─── Record extracts
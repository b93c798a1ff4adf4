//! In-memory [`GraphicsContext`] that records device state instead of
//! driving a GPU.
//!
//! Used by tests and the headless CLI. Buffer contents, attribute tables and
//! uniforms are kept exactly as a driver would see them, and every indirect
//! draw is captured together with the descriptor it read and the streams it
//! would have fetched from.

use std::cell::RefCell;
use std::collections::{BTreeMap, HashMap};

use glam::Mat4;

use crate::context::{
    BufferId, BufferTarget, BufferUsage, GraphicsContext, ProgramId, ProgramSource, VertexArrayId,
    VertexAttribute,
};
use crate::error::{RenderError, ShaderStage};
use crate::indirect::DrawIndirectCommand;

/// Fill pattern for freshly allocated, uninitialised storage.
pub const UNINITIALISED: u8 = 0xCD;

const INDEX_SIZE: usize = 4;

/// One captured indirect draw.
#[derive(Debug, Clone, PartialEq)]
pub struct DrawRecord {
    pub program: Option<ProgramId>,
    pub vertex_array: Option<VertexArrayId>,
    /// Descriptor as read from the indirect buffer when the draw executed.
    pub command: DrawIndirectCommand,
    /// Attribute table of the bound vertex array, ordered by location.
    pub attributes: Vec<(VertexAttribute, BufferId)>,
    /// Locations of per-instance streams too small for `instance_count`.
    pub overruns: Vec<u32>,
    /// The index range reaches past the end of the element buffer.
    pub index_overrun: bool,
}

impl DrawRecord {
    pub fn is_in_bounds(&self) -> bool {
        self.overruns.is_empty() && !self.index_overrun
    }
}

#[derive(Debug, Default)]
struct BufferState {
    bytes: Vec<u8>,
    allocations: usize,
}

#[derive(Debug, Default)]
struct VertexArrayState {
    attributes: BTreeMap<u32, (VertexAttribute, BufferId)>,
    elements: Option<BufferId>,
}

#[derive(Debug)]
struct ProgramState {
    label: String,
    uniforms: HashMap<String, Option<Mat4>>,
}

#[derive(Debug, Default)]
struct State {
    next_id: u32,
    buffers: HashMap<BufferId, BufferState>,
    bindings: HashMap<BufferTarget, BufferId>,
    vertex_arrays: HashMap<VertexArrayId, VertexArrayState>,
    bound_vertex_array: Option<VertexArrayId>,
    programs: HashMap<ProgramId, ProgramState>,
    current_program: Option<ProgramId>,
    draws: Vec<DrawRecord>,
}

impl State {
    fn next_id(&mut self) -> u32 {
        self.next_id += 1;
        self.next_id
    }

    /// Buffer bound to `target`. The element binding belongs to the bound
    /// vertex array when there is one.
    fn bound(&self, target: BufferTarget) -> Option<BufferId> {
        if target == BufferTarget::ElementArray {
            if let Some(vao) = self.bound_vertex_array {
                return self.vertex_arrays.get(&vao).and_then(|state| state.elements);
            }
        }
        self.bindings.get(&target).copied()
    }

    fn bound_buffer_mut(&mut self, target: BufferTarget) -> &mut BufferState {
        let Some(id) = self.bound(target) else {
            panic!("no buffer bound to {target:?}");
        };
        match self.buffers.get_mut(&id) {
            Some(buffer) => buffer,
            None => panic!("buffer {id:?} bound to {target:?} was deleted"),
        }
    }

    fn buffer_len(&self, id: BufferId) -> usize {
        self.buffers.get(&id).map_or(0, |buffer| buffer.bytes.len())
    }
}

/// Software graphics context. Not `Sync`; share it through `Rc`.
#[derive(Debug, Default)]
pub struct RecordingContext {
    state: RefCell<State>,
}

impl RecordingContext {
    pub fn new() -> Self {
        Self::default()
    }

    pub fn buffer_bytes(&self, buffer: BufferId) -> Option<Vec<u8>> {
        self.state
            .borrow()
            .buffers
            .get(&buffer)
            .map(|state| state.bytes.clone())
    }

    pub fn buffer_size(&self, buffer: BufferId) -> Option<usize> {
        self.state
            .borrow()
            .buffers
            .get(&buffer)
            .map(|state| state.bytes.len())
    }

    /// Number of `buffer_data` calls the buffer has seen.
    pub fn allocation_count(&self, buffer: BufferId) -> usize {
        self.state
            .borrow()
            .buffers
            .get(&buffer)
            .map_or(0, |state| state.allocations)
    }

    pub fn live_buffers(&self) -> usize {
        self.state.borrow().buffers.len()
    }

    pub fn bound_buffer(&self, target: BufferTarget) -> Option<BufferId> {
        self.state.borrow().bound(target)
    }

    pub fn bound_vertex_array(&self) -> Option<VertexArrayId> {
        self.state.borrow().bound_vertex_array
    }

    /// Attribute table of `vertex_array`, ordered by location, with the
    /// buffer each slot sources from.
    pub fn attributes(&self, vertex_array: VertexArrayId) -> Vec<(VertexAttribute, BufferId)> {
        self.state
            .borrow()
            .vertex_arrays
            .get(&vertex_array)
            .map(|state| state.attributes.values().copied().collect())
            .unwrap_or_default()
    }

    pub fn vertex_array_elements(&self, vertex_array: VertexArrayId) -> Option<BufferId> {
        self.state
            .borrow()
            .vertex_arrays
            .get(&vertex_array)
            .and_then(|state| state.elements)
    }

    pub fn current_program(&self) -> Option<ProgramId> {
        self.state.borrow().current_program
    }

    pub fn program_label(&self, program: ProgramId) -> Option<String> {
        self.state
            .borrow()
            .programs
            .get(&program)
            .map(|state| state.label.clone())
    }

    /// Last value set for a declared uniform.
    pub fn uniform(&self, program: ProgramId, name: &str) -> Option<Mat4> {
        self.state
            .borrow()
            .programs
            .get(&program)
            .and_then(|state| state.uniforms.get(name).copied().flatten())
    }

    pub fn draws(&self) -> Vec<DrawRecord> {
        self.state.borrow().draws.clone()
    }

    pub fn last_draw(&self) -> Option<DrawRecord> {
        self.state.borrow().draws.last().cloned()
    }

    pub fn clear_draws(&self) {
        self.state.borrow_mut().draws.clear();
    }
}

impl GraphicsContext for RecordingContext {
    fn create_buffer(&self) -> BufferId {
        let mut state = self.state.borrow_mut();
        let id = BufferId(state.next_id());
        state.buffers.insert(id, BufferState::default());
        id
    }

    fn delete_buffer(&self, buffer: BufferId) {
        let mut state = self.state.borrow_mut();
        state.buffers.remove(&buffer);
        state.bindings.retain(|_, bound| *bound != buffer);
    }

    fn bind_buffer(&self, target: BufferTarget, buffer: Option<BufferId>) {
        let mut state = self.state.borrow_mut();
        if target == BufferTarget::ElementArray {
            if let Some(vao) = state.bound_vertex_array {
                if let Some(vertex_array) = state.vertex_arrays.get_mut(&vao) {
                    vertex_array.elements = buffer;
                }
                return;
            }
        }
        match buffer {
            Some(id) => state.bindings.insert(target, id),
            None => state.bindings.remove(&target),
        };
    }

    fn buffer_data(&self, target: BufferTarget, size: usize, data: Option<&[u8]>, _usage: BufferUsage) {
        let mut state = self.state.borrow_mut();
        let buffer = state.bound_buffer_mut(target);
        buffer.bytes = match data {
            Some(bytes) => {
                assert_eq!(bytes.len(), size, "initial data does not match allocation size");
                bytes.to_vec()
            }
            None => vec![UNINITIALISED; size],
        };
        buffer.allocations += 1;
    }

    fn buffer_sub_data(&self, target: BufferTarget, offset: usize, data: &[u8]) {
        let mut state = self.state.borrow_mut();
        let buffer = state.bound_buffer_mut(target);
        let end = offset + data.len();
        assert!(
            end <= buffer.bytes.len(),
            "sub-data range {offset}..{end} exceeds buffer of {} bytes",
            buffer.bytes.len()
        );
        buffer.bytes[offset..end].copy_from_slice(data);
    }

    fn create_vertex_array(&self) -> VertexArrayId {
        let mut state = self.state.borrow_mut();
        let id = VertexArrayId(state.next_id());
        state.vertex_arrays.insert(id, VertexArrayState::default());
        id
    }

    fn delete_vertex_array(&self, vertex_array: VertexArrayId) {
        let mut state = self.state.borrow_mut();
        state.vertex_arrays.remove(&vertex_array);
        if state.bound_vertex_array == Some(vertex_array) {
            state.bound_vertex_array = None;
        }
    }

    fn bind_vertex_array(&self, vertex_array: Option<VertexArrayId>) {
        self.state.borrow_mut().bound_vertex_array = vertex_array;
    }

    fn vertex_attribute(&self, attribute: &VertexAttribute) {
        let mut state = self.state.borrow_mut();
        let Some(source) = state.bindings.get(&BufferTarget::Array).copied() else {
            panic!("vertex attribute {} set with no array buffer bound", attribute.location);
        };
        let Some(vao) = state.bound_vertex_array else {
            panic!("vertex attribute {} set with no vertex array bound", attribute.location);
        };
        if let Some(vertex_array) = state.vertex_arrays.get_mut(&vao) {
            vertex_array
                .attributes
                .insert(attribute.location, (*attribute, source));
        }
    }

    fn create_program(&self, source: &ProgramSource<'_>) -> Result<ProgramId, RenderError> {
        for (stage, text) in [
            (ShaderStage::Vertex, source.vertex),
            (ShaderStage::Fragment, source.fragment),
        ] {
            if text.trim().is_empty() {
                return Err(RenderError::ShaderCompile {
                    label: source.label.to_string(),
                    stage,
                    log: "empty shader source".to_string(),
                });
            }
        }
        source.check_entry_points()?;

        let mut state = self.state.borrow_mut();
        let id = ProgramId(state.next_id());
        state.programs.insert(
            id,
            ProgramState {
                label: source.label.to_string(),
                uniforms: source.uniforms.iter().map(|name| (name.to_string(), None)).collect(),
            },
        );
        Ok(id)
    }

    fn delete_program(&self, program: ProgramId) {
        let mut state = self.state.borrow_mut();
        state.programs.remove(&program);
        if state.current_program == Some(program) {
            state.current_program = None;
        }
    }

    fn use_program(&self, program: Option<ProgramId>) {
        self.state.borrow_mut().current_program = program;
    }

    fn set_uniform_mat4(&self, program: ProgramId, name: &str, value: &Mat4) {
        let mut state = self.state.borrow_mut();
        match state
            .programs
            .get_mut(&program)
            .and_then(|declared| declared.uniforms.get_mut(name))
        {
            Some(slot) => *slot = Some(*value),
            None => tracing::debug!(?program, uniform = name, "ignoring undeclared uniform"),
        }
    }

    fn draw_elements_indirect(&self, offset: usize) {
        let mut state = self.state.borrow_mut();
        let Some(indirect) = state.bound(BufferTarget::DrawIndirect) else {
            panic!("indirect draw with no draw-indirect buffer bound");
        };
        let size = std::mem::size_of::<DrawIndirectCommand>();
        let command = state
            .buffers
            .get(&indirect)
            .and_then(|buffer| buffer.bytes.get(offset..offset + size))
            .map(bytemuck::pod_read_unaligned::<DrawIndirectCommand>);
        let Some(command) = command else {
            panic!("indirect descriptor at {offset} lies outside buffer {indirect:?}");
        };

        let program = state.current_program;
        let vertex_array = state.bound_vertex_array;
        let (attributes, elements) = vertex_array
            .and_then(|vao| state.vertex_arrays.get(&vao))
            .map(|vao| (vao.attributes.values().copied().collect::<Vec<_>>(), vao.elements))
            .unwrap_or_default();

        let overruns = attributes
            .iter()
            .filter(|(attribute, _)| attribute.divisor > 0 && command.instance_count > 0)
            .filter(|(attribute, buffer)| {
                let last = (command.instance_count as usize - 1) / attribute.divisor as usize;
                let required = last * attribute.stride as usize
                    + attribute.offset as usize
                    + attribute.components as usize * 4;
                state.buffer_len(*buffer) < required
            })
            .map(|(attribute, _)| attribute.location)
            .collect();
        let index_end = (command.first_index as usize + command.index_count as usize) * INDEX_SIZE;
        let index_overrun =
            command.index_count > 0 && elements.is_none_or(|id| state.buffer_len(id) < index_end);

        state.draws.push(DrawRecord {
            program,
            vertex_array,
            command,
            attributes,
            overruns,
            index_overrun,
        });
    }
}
──────
─── Record extracts
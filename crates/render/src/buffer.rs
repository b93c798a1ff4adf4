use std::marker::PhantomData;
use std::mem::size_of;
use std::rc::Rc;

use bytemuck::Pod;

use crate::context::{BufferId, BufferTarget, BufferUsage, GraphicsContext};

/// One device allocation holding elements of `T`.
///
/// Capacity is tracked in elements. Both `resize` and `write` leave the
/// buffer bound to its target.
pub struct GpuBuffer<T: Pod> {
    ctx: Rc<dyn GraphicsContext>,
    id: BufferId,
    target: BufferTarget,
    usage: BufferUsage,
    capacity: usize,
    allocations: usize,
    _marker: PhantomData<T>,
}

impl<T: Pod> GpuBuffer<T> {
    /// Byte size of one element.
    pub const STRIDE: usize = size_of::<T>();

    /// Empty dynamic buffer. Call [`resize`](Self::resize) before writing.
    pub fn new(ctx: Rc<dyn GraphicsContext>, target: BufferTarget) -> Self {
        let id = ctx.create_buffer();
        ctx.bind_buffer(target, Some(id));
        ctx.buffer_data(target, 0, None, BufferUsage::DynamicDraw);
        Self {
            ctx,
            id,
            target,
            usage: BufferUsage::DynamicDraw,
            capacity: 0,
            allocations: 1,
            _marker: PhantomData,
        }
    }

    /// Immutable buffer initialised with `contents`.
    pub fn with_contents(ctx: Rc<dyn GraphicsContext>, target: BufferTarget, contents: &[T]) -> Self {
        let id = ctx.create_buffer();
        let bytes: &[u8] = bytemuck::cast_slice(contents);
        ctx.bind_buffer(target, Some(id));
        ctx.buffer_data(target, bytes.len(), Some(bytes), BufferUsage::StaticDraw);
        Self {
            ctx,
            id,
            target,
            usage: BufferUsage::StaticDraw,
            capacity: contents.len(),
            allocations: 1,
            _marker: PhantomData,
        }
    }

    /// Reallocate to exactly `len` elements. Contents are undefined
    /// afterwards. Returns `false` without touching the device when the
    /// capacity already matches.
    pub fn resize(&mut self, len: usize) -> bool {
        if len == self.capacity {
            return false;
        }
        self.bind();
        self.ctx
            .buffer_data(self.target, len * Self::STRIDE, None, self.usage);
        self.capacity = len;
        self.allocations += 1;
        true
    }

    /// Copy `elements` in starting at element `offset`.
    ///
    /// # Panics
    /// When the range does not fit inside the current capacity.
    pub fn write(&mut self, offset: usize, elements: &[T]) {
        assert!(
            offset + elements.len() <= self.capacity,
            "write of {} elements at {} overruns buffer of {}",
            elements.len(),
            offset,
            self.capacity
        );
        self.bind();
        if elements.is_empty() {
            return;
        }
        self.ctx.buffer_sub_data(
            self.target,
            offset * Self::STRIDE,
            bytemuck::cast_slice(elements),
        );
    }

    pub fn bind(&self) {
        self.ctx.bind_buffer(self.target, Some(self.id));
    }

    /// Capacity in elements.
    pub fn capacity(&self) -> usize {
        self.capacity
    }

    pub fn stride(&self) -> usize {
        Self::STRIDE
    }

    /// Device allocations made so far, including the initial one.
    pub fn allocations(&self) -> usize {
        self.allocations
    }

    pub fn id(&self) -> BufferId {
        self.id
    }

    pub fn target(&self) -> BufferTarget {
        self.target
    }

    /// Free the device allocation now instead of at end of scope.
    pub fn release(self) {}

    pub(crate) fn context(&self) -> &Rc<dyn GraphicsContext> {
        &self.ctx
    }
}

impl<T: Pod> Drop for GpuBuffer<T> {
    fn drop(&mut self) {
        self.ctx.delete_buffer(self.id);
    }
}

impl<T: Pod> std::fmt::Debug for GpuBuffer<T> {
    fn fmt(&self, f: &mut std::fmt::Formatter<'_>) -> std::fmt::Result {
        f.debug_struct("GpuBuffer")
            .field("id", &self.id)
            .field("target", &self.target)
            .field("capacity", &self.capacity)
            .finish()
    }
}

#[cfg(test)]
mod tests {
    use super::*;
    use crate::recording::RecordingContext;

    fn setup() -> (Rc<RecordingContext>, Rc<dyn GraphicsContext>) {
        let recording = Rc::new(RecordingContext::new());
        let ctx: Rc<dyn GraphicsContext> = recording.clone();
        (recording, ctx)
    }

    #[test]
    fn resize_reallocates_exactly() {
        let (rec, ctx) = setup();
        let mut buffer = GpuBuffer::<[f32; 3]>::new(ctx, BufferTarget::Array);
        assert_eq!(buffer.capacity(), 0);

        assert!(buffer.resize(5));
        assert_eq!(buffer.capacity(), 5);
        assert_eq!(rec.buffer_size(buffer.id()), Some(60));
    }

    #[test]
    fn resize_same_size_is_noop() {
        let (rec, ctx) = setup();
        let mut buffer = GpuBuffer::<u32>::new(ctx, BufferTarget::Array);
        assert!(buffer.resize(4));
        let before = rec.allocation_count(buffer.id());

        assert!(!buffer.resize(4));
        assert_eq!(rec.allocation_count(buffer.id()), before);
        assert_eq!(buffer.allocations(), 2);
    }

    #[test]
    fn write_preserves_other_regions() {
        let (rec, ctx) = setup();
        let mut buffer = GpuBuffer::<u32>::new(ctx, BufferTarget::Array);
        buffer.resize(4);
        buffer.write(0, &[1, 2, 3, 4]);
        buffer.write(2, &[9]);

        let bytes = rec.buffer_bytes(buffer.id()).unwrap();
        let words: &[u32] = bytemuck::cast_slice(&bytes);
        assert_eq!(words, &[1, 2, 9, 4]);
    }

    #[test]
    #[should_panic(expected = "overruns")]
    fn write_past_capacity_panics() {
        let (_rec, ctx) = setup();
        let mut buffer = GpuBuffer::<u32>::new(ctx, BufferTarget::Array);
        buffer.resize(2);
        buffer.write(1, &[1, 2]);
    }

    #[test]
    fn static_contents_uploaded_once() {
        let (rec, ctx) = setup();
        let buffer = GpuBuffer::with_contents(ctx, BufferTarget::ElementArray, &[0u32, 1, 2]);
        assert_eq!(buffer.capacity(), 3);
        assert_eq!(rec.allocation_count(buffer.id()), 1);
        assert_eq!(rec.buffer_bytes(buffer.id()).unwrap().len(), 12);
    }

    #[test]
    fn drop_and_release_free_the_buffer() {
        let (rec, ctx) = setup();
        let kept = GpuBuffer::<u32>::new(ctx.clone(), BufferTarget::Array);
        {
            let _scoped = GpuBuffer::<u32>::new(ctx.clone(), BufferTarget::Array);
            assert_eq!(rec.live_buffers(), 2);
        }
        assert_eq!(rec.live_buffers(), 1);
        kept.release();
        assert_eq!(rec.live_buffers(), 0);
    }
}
──────
─── Record extracts
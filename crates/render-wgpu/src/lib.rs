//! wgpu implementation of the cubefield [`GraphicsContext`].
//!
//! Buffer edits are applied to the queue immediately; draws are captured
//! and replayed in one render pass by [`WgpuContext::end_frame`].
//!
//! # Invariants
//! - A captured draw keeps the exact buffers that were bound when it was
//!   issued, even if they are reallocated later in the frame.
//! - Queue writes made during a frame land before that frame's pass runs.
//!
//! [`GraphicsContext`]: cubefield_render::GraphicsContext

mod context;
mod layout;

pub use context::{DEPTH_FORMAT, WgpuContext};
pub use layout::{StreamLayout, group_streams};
──────
→ Task instructions:
Whenever a line in the records above contains the string "range", copy that line.

→ Exercise answer:
    /// The index range reaches past the end of the element buffer.
            "sub-data range {offset}..{end} exceeds buffer of {} bytes",
    /// When the range does not fit inside the current capacity.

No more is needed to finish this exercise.